| Les
concurrents se préparent psychologiquement
Mardi
14-11-2006
Jean Pierre
J-5
Les
contrôles de jauge étant prévus jeudi sous
la responsabilité du directeur de course Jean Michel Viant,
les quinze skippers sont, depuis hier, concentrés sur
la préparation, de leur bateau. En attendant, ils commencent,
dès aujourd’hui, à mettreà l’eau
pour un entraînement en condition. Ce qui permettra peut être à certains
marins de gérer un stress qui commence à se faire
sentir.
«Je
termine de préparer mon bateau et je le mets à l’eau
pour m’entraîner le plus tôt possible expliquait,
hier soir, Patrick Deixonne «je n’ai l’ai jamais
essayé armé complètement. Jusqu’à présent
je ramais sur un bateau chargé au maximum à 650
kg il fait maintenant une tonne, il va falloir vérifier
sa stabilité"…Le guyanais est maintenant pressé de
faire route vers Cayenne où il réside et organise
toute l’année des raids aventure. Cette fois il
est passé du côté concurrent. «Je me
suis beaucoup entraîné « affirme ce sportif
en excellente condition physique. Maisà Saint Louis, il
s’agit cette semaine de gérer un mental qui commence à monter
en
pression «on n’envisage pas une course de 5000 Km en
solitaire sereinement, je commence à ressentir le stress
avec la crainte d’oublier quelque chose" avouait-il
hier.
Un mental qui
fera la différence selon Jo Le Gwen. « L’approche
de ce type d’épreuve est d’abord psychologique.

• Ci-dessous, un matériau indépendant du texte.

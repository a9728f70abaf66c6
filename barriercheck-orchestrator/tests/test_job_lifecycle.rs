//! End-to-end audit job scenarios: mock site, mock LLM, in-memory store

mod common;

use std::sync::Arc;
use std::time::Duration;

use wiremock::matchers::{body_string_contains, method, path};
use wiremock::{Mock, MockServer, ResponseTemplate};

use barriercheck_core::domain::{Axis, ConformanceLevel, JobStatus, ModuleStatus, PlanTier};
use barriercheck_orchestrator::{AnalysisStore, AuditRequest, InMemoryStore};

use common::*;

fn request(url: &str, plan: PlanTier, max_pages: Option<usize>) -> AuditRequest {
    AuditRequest {
        url: url.to_string(),
        plan,
        max_pages,
        user_id: None,
        payment_session_id: None,
    }
}

#[tokio::test]
async fn happy_path_completes_with_aa_level() {
    let site = mock_site().await;
    let llm = MockServer::start().await;
    Mock::given(method("POST"))
        .and(path("/chat/completions"))
        .respond_with(llm_response(&module_payload(85, "AA")))
        .mount(&llm)
        .await;

    let store = Arc::new(InMemoryStore::new());
    let service = build_service(&llm.uri(), store.clone());

    let job_id = service.submit(request(&site.uri(), PlanTier::Pro, Some(3)));
    let view = wait_for_terminal(&service, job_id).await;

    assert!(is_completed(&view));
    assert_eq!(view.progress, 100);
    assert!(view.report_available);
    assert!(view.completed_at.is_some());
    assert!(view.error.is_none());

    // Twelve module rows, all completed, with audit raw text retained.
    let modules = store.list_module_results(job_id).await.unwrap();
    assert_eq!(modules.len(), 12);
    assert!(modules.iter().all(|m| m.status == ModuleStatus::Completed));
    assert!(modules.iter().all(|m| m.raw_output.is_some()));
    assert!(modules.iter().all(|m| m.token_usage == 1200));

    let report = service.report(job_id).await.unwrap();
    assert_eq!(report.conformance_level, ConformanceLevel::Aa);
    assert_eq!(report.technical_analysis.overall_score, 85.0);
    assert_eq!(report.technical_analysis.modules_completed, 12);
    assert_eq!(report.technical_analysis.pages_crawled, 3);
    assert_eq!(report.expert_analyses.len(), 12);
    assert!(!report.recommendations.immediate.is_empty());
}

#[tokio::test]
async fn permanent_failure_on_one_axis_still_completes() {
    let site = mock_site().await;
    let llm = MockServer::start().await;

    // Axis 2.3 gets a permanent 4xx; the axis key appears in the prompt data.
    Mock::given(method("POST"))
        .and(path("/chat/completions"))
        .and(body_string_contains(Axis::Seizures.key()))
        .respond_with(ResponseTemplate::new(400).set_body_string("bad request"))
        .with_priority(1)
        .mount(&llm)
        .await;
    Mock::given(method("POST"))
        .and(path("/chat/completions"))
        .respond_with(llm_response(&module_payload(88, "AA")))
        .mount(&llm)
        .await;

    let store = Arc::new(InMemoryStore::new());
    let service = build_service(&llm.uri(), store.clone());

    let job_id = service.submit(request(&site.uri(), PlanTier::Pro, Some(2)));
    let view = wait_for_terminal(&service, job_id).await;
    assert!(is_completed(&view));

    let modules = store.list_module_results(job_id).await.unwrap();
    let completed = modules
        .iter()
        .filter(|m| m.status == ModuleStatus::Completed)
        .count();
    let failed: Vec<_> = modules
        .iter()
        .filter(|m| m.status == ModuleStatus::Failed)
        .collect();
    assert_eq!(completed, 11);
    assert_eq!(failed.len(), 1);
    assert_eq!(failed[0].axis, Axis::Seizures);
    assert!(failed[0]
        .error
        .as_deref()
        .unwrap()
        .starts_with("LLMPermanent"));

    // Mean over the eleven contributors; the failed axis is absent from
    // the expert analyses.
    let report = service.report(job_id).await.unwrap();
    assert_eq!(report.technical_analysis.overall_score, 88.0);
    assert_eq!(report.technical_analysis.modules_completed, 11);
    assert_eq!(report.technical_analysis.modules_failed, 1);
    assert!(!report.expert_analyses.contains_key(Axis::Seizures.key()));
}

#[tokio::test]
async fn seven_failed_axes_mean_insufficient_coverage() {
    let site = mock_site().await;
    let llm = MockServer::start().await;

    let failing = [
        Axis::TextAlternatives,
        Axis::TimeBasedMedia,
        Axis::Adaptable,
        Axis::Distinguishable,
        Axis::Keyboard,
        Axis::EnoughTime,
        Axis::Seizures,
    ];
    for axis in failing {
        Mock::given(method("POST"))
            .and(path("/chat/completions"))
            .and(body_string_contains(axis.key()))
            .respond_with(ResponseTemplate::new(400).set_body_string("nope"))
            .with_priority(1)
            .mount(&llm)
            .await;
    }
    Mock::given(method("POST"))
        .and(path("/chat/completions"))
        .respond_with(llm_response(&module_payload(80, "AA")))
        .mount(&llm)
        .await;

    let store = Arc::new(InMemoryStore::new());
    let service = build_service(&llm.uri(), store.clone());

    let job_id = service.submit(request(&site.uri(), PlanTier::Basic, Some(1)));
    let view = wait_for_terminal(&service, job_id).await;

    assert_eq!(view.status, JobStatus::Failed);
    assert!(view
        .error
        .as_deref()
        .unwrap()
        .starts_with("InsufficientCoverage"));
    assert!(!view.report_available);
    assert!(store.get_final_report(job_id).await.unwrap().is_none());
}

#[tokio::test]
async fn fenced_output_with_trailing_commas_needs_no_retry() {
    let site = mock_site().await;
    let llm = MockServer::start().await;

    // Valid analysis wrapped in a markdown fence with a trailing comma
    // slipped in; repair must absorb it on the first attempt.
    let noisy = format!(
        "```json\n{}\n```",
        module_payload(75, "A").replace("}],", "}],,")
    );
    Mock::given(method("POST"))
        .and(path("/chat/completions"))
        .respond_with(llm_response(&noisy))
        .expect(12)
        .mount(&llm)
        .await;

    let store = Arc::new(InMemoryStore::new());
    let service = build_service(&llm.uri(), store.clone());

    let job_id = service.submit(request(&site.uri(), PlanTier::Basic, Some(1)));
    let view = wait_for_terminal(&service, job_id).await;

    assert!(is_completed(&view));
    let modules = store.list_module_results(job_id).await.unwrap();
    assert!(modules.iter().all(|m| m.status == ModuleStatus::Completed));
    // The mock's expect(12) verifies exactly one call per module.
}

#[tokio::test]
async fn cancellation_mid_flight_leaves_partial_results() {
    let site = mock_site().await;
    let llm = MockServer::start().await;
    Mock::given(method("POST"))
        .and(path("/chat/completions"))
        .respond_with(
            llm_response(&module_payload(80, "AA")).set_delay(Duration::from_secs(5)),
        )
        .mount(&llm)
        .await;

    let store = Arc::new(InMemoryStore::new());
    let service = build_service(&llm.uri(), store.clone());

    let job_id = service.submit(request(&site.uri(), PlanTier::Basic, Some(1)));
    // Wait until module dispatch started, then cancel.
    wait_for_progress(&service, job_id, 20).await;
    service.cancel(job_id).await.unwrap();

    let view = wait_for_terminal(&service, job_id).await;
    assert_eq!(view.status, JobStatus::Cancelled);
    assert!(!view.report_available);
    assert!(store.get_final_report(job_id).await.unwrap().is_none());

    // Whatever was persisted before the abort stays persisted; nothing
    // reached completed.
    let modules = store.list_module_results(job_id).await.unwrap();
    assert!(modules
        .iter()
        .all(|m| m.status != ModuleStatus::Completed));
}

#[tokio::test]
async fn unreachable_root_fails_with_crawl_fatal() {
    let llm = MockServer::start().await;
    let store = Arc::new(InMemoryStore::new());
    let service = build_service(&llm.uri(), store.clone());

    // Nothing listens on port 1.
    let job_id = service.submit(request("http://127.0.0.1:1/", PlanTier::Basic, None));
    let view = wait_for_terminal(&service, job_id).await;

    assert_eq!(view.status, JobStatus::Failed);
    assert!(view.error.as_deref().unwrap().starts_with("CrawlFatal"));

    // Zero module rows, no report.
    assert!(store.list_module_results(job_id).await.unwrap().is_empty());
    assert!(store.get_final_report(job_id).await.unwrap().is_none());
}

#[tokio::test]
async fn resubmitting_a_url_runs_an_independent_job() {
    let site = mock_site().await;
    let llm = MockServer::start().await;
    Mock::given(method("POST"))
        .and(path("/chat/completions"))
        .respond_with(llm_response(&module_payload(82, "AA")))
        .mount(&llm)
        .await;

    let store = Arc::new(InMemoryStore::new());
    let service = build_service(&llm.uri(), store.clone());

    let first = service.submit(request(&site.uri(), PlanTier::Basic, Some(1)));
    let second = service.submit(request(&site.uri(), PlanTier::Basic, Some(1)));
    assert_ne!(first, second);

    let first_view = wait_for_terminal(&service, first).await;
    let second_view = wait_for_terminal(&service, second).await;
    assert!(is_completed(&first_view));
    assert!(is_completed(&second_view));

    // Independent runs, independent rows.
    assert_eq!(store.list_module_results(first).await.unwrap().len(), 12);
    assert_eq!(store.list_module_results(second).await.unwrap().len(), 12);
}

#[tokio::test]
async fn deadline_overrun_fails_the_job() {
    let site = mock_site().await;
    let llm = MockServer::start().await;
    Mock::given(method("POST"))
        .and(path("/chat/completions"))
        .respond_with(
            llm_response(&module_payload(80, "AA")).set_delay(Duration::from_secs(10)),
        )
        .mount(&llm)
        .await;

    let store = Arc::new(InMemoryStore::new());
    let mut config = barriercheck_core::config::Config::default();
    config.jobs.deadline_seconds = 1;
    let service = build_service_with(&llm.uri(), store.clone(), config);

    let job_id = service.submit(request(&site.uri(), PlanTier::Basic, Some(1)));
    let view = wait_for_terminal(&service, job_id).await;

    assert_eq!(view.status, JobStatus::Failed);
    assert!(view.error.as_deref().unwrap().starts_with("Deadline"));
}

#[tokio::test]
async fn progress_is_monotonic_while_running() {
    let site = mock_site().await;
    let llm = MockServer::start().await;
    Mock::given(method("POST"))
        .and(path("/chat/completions"))
        .respond_with(
            llm_response(&module_payload(85, "AA")).set_delay(Duration::from_millis(100)),
        )
        .mount(&llm)
        .await;

    let store = Arc::new(InMemoryStore::new());
    let service = build_service(&llm.uri(), store.clone());
    let job_id = service.submit(request(&site.uri(), PlanTier::Basic, Some(1)));

    let mut last = 0u8;
    loop {
        let view = service.poll(job_id).await.unwrap();
        assert!(
            view.progress >= last,
            "progress went backwards: {} -> {}",
            last,
            view.progress
        );
        last = view.progress;
        if view.status.is_terminal() {
            break;
        }
        tokio::time::sleep(Duration::from_millis(10)).await;
    }
    assert_eq!(last, 100);
}
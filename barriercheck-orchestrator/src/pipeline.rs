//! End-to-end execution of one audit job
//!
//! Crawl, extract, check, dispatch, reduce, persist, with cooperative
//! cancellation at every network call, a wall-clock deadline around the
//! whole run, and progress mapped onto the published phase bands:
//! 0-5 accepted, 5-10 crawling, 10-20 automated checks, 20-85 modules,
//! 85-95 reducer, 95-100 final persistence.

use std::sync::Arc;

use tokio_util::sync::CancellationToken;
use tracing::{error, info, instrument, warn};
use uuid::Uuid;

use barriercheck_core::config::Config;
use barriercheck_core::domain::JobStatus;
use barriercheck_core::AuditError;
use barriercheck_crawl::crawler::{CrawlError, Crawler};
use barriercheck_crawl::extractor::{extract_site_snapshot, parse_pages};
use barriercheck_crawl::run_checks;
use barriercheck_llm::{LlmProvider, PromptRegistry};

use crate::dispatcher::ModuleDispatcher;
use crate::reducer;
use crate::registry::JobRegistry;
use crate::store::{with_retries, AnalysisStore};

/// Progress band boundaries (percent).
mod phase {
    pub const ACCEPTED: u8 = 2;
    pub const CRAWL: u8 = 5;
    pub const CHECKS: u8 = 10;
    pub const MODULES_START: u8 = 20;
    pub const MODULES_END: u8 = 85;
    pub const REDUCER: u8 = 85;
    pub const PERSIST: u8 = 95;
}

/// Everything one job run needs; shared across jobs.
pub struct Services {
    pub config: Config,
    pub store: Arc<dyn AnalysisStore>,
    pub registry: Arc<JobRegistry>,
    pub provider: Arc<dyn LlmProvider>,
    pub prompts: Arc<PromptRegistry>,
}

/// Run a job to its terminal state. All outcomes, including failures,
/// are written before this returns.
#[instrument(skip_all, fields(job_id = %job_id))]
pub async fn execute_job(services: Arc<Services>, job_id: Uuid, max_pages: usize) {
    let cancel = match services.registry.cancellation_token(job_id) {
        Ok(token) => token,
        Err(e) => {
            error!(error = %e, "Job vanished before execution");
            return;
        }
    };

    let deadline = services.config.jobs.deadline();
    let outcome = tokio::select! {
        r = tokio::time::timeout(deadline, run_pipeline(&services, job_id, max_pages, &cancel)) => r,
        _ = cancel.cancelled() => {
            info!("Job cancelled, aborting pipeline");
            // The cancel() caller performs the terminal transition.
            return;
        }
    };

    match outcome {
        Ok(Ok(())) => {
            if let Err(e) = services.registry.complete(job_id).await {
                warn!(error = %e, "Completing job failed");
            }
        }
        Ok(Err(AuditError::Cancelled)) => {
            // Terminal write already issued by the cancellation path.
        }
        Ok(Err(e)) => {
            if let Err(transition) = services.registry.fail(job_id, &e).await {
                warn!(error = %transition, "Failing job failed");
            }
        }
        Err(_elapsed) => {
            let e = AuditError::Deadline {
                seconds: deadline.as_secs(),
            };
            if let Err(transition) = services.registry.fail(job_id, &e).await {
                warn!(error = %transition, "Failing timed-out job failed");
            }
        }
    }
}

async fn run_pipeline(
    services: &Arc<Services>,
    job_id: Uuid,
    max_pages: usize,
    cancel: &CancellationToken,
) -> Result<(), AuditError> {
    let registry = &services.registry;

    let job = registry.begin(job_id).await?;
    registry.mark_progress(job_id, phase::ACCEPTED, Some("Job accepted"))?;

    // Crawl (sequential per job, to keep origin load predictable).
    registry.mark_progress(job_id, phase::CRAWL, Some("Crawling website"))?;
    let crawler = Crawler::new(&services.config.crawler, max_pages);
    let crawl = crawler.crawl(&job.url, cancel).await.map_err(|e| match e {
        CrawlError::Cancelled => AuditError::Cancelled,
        other => AuditError::CrawlFatal(other.to_string()),
    })?;

    // Snapshot extraction and automated checks are CPU-bound; keep them
    // off the async workers.
    registry.mark_progress(job_id, phase::CHECKS, Some("Running automated checks"))?;
    let (snapshot, checks, crawl) = {
        let crawl_owned = crawl;
        tokio::task::spawn_blocking(move || {
            let facts = parse_pages(&crawl_owned);
            let snapshot = extract_site_snapshot(&crawl_owned, &facts);
            let checks = run_checks(&facts);
            (snapshot, checks, crawl_owned)
        })
        .await
        .map_err(|e| AuditError::CrawlFatal(format!("snapshot extraction panicked: {}", e)))?
    };

    // Twelve modules, fanned out.
    registry.mark_progress(
        job_id,
        phase::MODULES_START,
        Some("Dispatching analysis modules"),
    )?;
    let dispatcher = ModuleDispatcher::new(
        services.provider.clone(),
        services.prompts.clone(),
        services.store.clone(),
        services.config.llm.clone(),
    );
    let module_band = (phase::MODULES_END - phase::MODULES_START) as f64;
    let registry_for_progress = registry.clone();
    let modules = dispatcher
        .dispatch_all(
            job_id,
            &snapshot,
            &checks,
            services.config.jobs.effective_module_concurrency(),
            cancel,
            move |done, total| {
                let percent = phase::MODULES_START as f64
                    + module_band * (done as f64 / total.max(1) as f64);
                let message = format!("Analysis modules: {}/{} finished", done, total);
                if let Err(e) =
                    registry_for_progress.mark_progress(job_id, percent as u8, Some(&message))
                {
                    warn!(error = %e, "Module progress update rejected");
                }
            },
        )
        .await?;

    // Reduce.
    registry.mark_progress(job_id, phase::REDUCER, Some("Aggregating results"))?;
    let report = reducer::reduce(&job, &crawl, &checks, &modules)?;

    // Persist the report; the terminal job write follows in the caller.
    registry.mark_progress(job_id, phase::PERSIST, Some("Persisting final report"))?;
    with_retries(|| {
        let store = services.store.clone();
        let report = report.clone();
        async move { store.upsert_final_report(&report).await }
    })
    .await
    .map_err(|e| AuditError::PersistenceTransient(e.to_string()))?;

    Ok(())
}

/// Mark long-inactive running jobs as failed.
///
/// Recovers rows whose worker died without a terminal write (process
/// crash, kill -9). Jobs live in this process are untouched: their
/// registry entries still exist.
pub async fn sweep_stale_jobs(
    store: &Arc<dyn AnalysisStore>,
    registry: &Arc<JobRegistry>,
    stale_after: chrono::Duration,
) -> usize {
    let cutoff = chrono::Utc::now() - stale_after;
    let mut swept = 0;

    let running = match store.list_running_jobs().await {
        Ok(jobs) => jobs,
        Err(e) => {
            warn!(error = %e, "Stale sweep could not list running jobs");
            return 0;
        }
    };

    for mut job in running {
        if registry.cancellation_token(job.id).is_ok() {
            continue;
        }
        if job.status != JobStatus::Running || job.updated_at >= cutoff {
            continue;
        }

        job.status = JobStatus::Failed;
        job.error = Some(
            AuditError::Deadline {
                seconds: stale_after.num_seconds().max(0) as u64,
            }
            .user_message(),
        );
        job.completed_at = Some(chrono::Utc::now());
        job.updated_at = chrono::Utc::now();
        if let Err(e) = store.upsert_job(&job).await {
            warn!(job_id = %job.id, error = %e, "Sweeping stale job failed");
        } else {
            info!(job_id = %job.id, "Stale running job marked failed");
            swept += 1;
        }
    }

    swept
}
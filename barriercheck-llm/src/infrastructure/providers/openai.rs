//! OpenAI-compatible provider implementation
//!
//! Works with the OpenAI API and any endpoint speaking the same
//! chat-completions protocol.

use std::time::Duration;

use async_trait::async_trait;
use reqwest::{Client, StatusCode};
use serde::{Deserialize, Serialize};
use tracing::{debug, error};

use crate::domain::{
    CompletionRequest, CompletionResponse, LlmError, LlmProvider, ProviderInfo, Usage,
};

/// OpenAI-compatible chat-completions provider
pub struct OpenAiProvider {
    client: Client,
    api_key: String,
    base_url: String,
    model: String,
    timeout_seconds: u64,
}

impl OpenAiProvider {
    pub fn new(api_key: impl Into<String>, model: impl Into<String>) -> Self {
        Self::with_timeout(api_key, model, 120)
    }

    pub fn with_timeout(
        api_key: impl Into<String>,
        model: impl Into<String>,
        timeout_seconds: u64,
    ) -> Self {
        let client = Client::builder()
            .timeout(Duration::from_secs(timeout_seconds))
            .build()
            .unwrap_or_else(|e| {
                error!(error = %e, "Failed to build HTTP client with custom timeout, using default client");
                Client::new()
            });

        Self {
            client,
            api_key: api_key.into(),
            base_url: "https://api.openai.com/v1".to_string(),
            model: model.into(),
            timeout_seconds,
        }
    }

    /// Point at a different OpenAI-compatible endpoint
    pub fn with_base_url(mut self, base_url: impl Into<String>) -> Self {
        self.base_url = base_url.into();
        self
    }

    fn chat_url(&self) -> String {
        format!("{}/chat/completions", self.base_url)
    }

    fn to_wire_request(&self, request: &CompletionRequest) -> WireRequest {
        WireRequest {
            model: request.model.clone().unwrap_or_else(|| self.model.clone()),
            messages: request
                .messages
                .iter()
                .map(|m| WireMessage {
                    role: m.role.as_str().to_string(),
                    content: m.content.clone(),
                })
                .collect(),
            max_tokens: request.max_tokens,
            temperature: request.temperature,
            presence_penalty: request.presence_penalty,
            frequency_penalty: request.frequency_penalty,
            response_format: request.json_mode.and_then(|on| {
                on.then(|| ResponseFormat {
                    format_type: "json_object".to_string(),
                })
            }),
        }
    }

    fn error_from_status(status: StatusCode, retry_after: Option<u64>, body: String) -> LlmError {
        match status {
            StatusCode::UNAUTHORIZED | StatusCode::FORBIDDEN => LlmError::Authentication(body),
            StatusCode::NOT_FOUND => LlmError::ModelNotFound(body),
            StatusCode::TOO_MANY_REQUESTS => LlmError::RateLimited {
                retry_after,
                message: body,
            },
            s if s.is_server_error() => LlmError::ServiceUnavailable(body),
            _ => LlmError::InvalidRequest(body),
        }
    }
}

#[async_trait]
impl LlmProvider for OpenAiProvider {
    fn info(&self) -> ProviderInfo {
        ProviderInfo {
            id: "openai",
            name: "OpenAI-compatible",
        }
    }

    async fn complete(&self, request: CompletionRequest) -> Result<CompletionResponse, LlmError> {
        let wire = self.to_wire_request(&request);
        debug!(model = %wire.model, messages = wire.messages.len(), "Dispatching chat completion");

        let response = self
            .client
            .post(self.chat_url())
            .bearer_auth(&self.api_key)
            .json(&wire)
            .send()
            .await
            .map_err(|e| {
                if e.is_timeout() {
                    LlmError::timeout(self.timeout_seconds)
                } else {
                    LlmError::from(e)
                }
            })?;

        let status = response.status();
        if !status.is_success() {
            let retry_after = response
                .headers()
                .get("retry-after")
                .and_then(|v| v.to_str().ok())
                .and_then(|v| v.parse::<u64>().ok());
            let body = response.text().await.unwrap_or_default();
            return Err(Self::error_from_status(status, retry_after, body));
        }

        let wire_response: WireResponse = response.json().await?;
        let choice = wire_response
            .choices
            .into_iter()
            .next()
            .ok_or_else(|| LlmError::InvalidResponse("response carried no choices".to_string()))?;

        Ok(CompletionResponse {
            id: wire_response.id,
            model: wire_response.model,
            content: choice.message.content.unwrap_or_default(),
            usage: wire_response
                .usage
                .map(|u| Usage {
                    prompt_tokens: u.prompt_tokens,
                    completion_tokens: u.completion_tokens,
                    total_tokens: u.total_tokens,
                })
                .unwrap_or_default(),
        })
    }

    fn default_model(&self) -> &str {
        &self.model
    }
}

#[derive(Serialize)]
struct WireRequest {
    model: String,
    messages: Vec<WireMessage>,
    #[serde(skip_serializing_if = "Option::is_none")]
    max_tokens: Option<u32>,
    #[serde(skip_serializing_if = "Option::is_none")]
    temperature: Option<f64>,
    #[serde(skip_serializing_if = "Option::is_none")]
    presence_penalty: Option<f64>,
    #[serde(skip_serializing_if = "Option::is_none")]
    frequency_penalty: Option<f64>,
    #[serde(skip_serializing_if = "Option::is_none")]
    response_format: Option<ResponseFormat>,
}

#[derive(Serialize)]
struct WireMessage {
    role: String,
    content: String,
}

#[derive(Serialize)]
struct ResponseFormat {
    #[serde(rename = "type")]
    format_type: String,
}

#[derive(Deserialize)]
struct WireResponse {
    #[serde(default)]
    id: String,
    #[serde(default)]
    model: String,
    choices: Vec<WireChoice>,
    usage: Option<WireUsage>,
}

#[derive(Deserialize)]
struct WireChoice {
    message: WireResponseMessage,
}

#[derive(Deserialize)]
struct WireResponseMessage {
    content: Option<String>,
}

#[derive(Deserialize)]
struct WireUsage {
    prompt_tokens: u32,
    completion_tokens: u32,
    total_tokens: u32,
}

#[cfg(test)]
mod tests {
    use super::*;
    use crate::domain::Message;

    #[test]
    fn wire_request_uses_provider_default_model() {
        let provider = OpenAiProvider::new("key", "gpt-4-turbo-preview");
        let request = CompletionRequest::new().with_message(Message::user("hi"));
        let wire = provider.to_wire_request(&request);
        assert_eq!(wire.model, "gpt-4-turbo-preview");
        assert!(wire.response_format.is_none());
    }

    #[test]
    fn json_mode_sets_response_format() {
        let provider = OpenAiProvider::new("key", "m");
        let request = CompletionRequest::new().with_json_mode(true);
        let wire = provider.to_wire_request(&request);
        assert_eq!(wire.response_format.unwrap().format_type, "json_object");
    }

    #[test]
    fn status_mapping() {
        assert!(matches!(
            OpenAiProvider::error_from_status(StatusCode::TOO_MANY_REQUESTS, Some(7), "x".into()),
            LlmError::RateLimited {
                retry_after: Some(7),
                ..
            }
        ));
        assert!(matches!(
            OpenAiProvider::error_from_status(StatusCode::BAD_REQUEST, None, "x".into()),
            LlmError::InvalidRequest(_)
        ));
        assert!(matches!(
            OpenAiProvider::error_from_status(StatusCode::BAD_GATEWAY, None, "x".into()),
            LlmError::ServiceUnavailable(_)
        ));
        assert!(matches!(
            OpenAiProvider::error_from_status(StatusCode::UNAUTHORIZED, None, "x".into()),
            LlmError::Authentication(_)
        ));
    }
}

Mon programme est de ramer douze heures par jour, alors bien
sûr, le corps doit être nickel mais le plus important
c’est dans la tête" affirme le routard de la
rame océanique « Ma motivation c’est d’être
seul en mer», et le bonhomme sait de quoi il parle : deux
traversées de l’Atlantique en solo et en double,
une autre du Pacifique sud au cours de laquelle il y laisse quelques
orteils, Jo Le Gwen connaît le quotidien du rameur solitaire «quand
on rame assis dix heures par jour, si on fait pas gaffe, la peau
pourrit et il vaut mieux prévenir que guérir alors
je tartine avec de la pommade, l’autre priorité c’est
l’eau, moi je bois dix litres par jour, la plupart des
bateaux de la course sont équipés d’un déssalinisateur
de cinq litres à l’heure, le mien fait vingt litre à l’heure.»
Le déssalinisateur,
centre névralgique des canots, est le fruit de toutes
les attentions. Jean Jacques Gauthier le nettoyait hier de fond
en comble afin d’éviter toute attaque microbienne. «On
prépare le bateau doucement et c’est vrai que le
déssalinisateur doit être vérifié ainsi
que la batterie et tout le matos. On va terminer par la nourriture»,
au programme viandes séchées, lyophilisés,
pâtes…» Tout
va très bien «affirmait hier ce rameur compétiteur
de talent «J’ai déjà traversé l’Atlantique
nord en double lors de la course Chay Blyth, je vais devoir me
confronter aujourd’hui à la solitude en mer, c’est
un inconnu pour moi, mais j’attends le départ avec
impatience». En attendant cette solitude attendue et redoutée,
Jean Jacques Gauthier accueille à partir de demain son staff
de quarante personnes. Famille, amis, ils ont tous fait le déplacement
pour venir l’encourager.
Tous les proches
des concurrents arrivent d’ailleurs progressivement et
la petite ville sénégalaise troque ses allures
nonchalantes contre une joyeuse effervescence. Mais au terme
d’une semaine de folie à Saint Louis, il y a fort à parier
que le silence de la mer cueille les marins par surprise, dimanche
soir, lorsque la nuit tombera sur la grande bleue.